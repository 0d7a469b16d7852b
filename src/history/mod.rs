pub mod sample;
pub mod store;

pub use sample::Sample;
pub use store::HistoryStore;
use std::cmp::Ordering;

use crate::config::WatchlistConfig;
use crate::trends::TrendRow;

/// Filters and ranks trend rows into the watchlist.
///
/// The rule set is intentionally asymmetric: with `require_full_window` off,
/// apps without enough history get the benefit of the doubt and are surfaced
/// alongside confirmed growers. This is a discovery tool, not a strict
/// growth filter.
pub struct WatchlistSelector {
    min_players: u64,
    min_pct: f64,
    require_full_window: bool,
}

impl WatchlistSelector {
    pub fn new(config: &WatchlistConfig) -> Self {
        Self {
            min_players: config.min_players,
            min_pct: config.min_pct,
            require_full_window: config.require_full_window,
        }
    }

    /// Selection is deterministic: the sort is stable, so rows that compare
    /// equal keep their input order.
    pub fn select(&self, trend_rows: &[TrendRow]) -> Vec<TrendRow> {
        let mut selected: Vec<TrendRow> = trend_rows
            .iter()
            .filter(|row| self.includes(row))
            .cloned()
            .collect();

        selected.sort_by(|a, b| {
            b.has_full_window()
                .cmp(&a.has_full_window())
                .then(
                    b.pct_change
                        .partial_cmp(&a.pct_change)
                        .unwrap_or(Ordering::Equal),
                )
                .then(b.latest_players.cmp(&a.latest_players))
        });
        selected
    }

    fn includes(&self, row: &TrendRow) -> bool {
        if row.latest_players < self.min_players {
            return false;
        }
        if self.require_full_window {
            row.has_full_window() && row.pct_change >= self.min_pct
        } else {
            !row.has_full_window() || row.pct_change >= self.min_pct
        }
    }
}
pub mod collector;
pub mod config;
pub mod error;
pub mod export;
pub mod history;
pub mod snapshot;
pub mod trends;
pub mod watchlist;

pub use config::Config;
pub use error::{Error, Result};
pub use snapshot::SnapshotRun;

==

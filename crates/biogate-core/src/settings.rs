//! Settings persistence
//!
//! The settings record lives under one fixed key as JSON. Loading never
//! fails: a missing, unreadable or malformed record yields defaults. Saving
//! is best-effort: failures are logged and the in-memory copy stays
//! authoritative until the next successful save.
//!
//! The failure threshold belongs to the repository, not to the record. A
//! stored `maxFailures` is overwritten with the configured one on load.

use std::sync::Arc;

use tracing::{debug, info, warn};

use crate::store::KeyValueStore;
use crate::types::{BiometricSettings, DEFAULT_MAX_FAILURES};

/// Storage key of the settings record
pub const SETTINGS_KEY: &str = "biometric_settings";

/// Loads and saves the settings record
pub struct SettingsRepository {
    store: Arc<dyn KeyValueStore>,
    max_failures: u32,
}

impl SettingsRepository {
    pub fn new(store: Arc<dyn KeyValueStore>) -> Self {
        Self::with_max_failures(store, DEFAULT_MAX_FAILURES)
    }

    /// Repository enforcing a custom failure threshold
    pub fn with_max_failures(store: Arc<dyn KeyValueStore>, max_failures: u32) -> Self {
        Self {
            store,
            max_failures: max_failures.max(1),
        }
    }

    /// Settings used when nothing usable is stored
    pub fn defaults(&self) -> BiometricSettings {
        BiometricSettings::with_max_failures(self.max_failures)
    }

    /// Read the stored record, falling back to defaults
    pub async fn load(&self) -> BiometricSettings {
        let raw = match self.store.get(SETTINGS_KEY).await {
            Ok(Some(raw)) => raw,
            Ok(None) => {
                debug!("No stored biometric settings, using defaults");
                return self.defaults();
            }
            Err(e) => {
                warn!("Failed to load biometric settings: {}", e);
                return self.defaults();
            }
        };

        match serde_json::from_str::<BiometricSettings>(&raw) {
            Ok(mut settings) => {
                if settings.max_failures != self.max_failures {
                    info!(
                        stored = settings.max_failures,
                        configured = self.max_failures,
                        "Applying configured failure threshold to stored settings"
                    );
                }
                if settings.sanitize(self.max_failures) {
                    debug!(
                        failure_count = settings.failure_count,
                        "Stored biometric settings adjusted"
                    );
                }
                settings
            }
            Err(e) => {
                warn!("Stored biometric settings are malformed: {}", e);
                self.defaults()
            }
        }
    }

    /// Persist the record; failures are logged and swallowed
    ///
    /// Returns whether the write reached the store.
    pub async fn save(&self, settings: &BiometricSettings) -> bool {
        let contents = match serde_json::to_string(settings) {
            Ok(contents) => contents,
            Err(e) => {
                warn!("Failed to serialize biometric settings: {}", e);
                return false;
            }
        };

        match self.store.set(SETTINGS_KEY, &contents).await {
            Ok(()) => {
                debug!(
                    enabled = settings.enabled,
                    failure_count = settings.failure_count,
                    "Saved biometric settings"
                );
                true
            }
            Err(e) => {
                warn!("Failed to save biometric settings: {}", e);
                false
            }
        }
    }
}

◆ **YOUR TASK**
Within the listing above, filter for lines holding the string "KeyValueStore" and copy each one.

◆ **SOLUTION TO THIS TASK**
use crate::store::KeyValueStore;
    store: Arc<dyn KeyValueStore>,
    pub fn new(store: Arc<dyn KeyValueStore>) -> Self {
    pub fn with_max_failures(store: Arc<dyn KeyValueStore>, max_failures: u32) -> Self {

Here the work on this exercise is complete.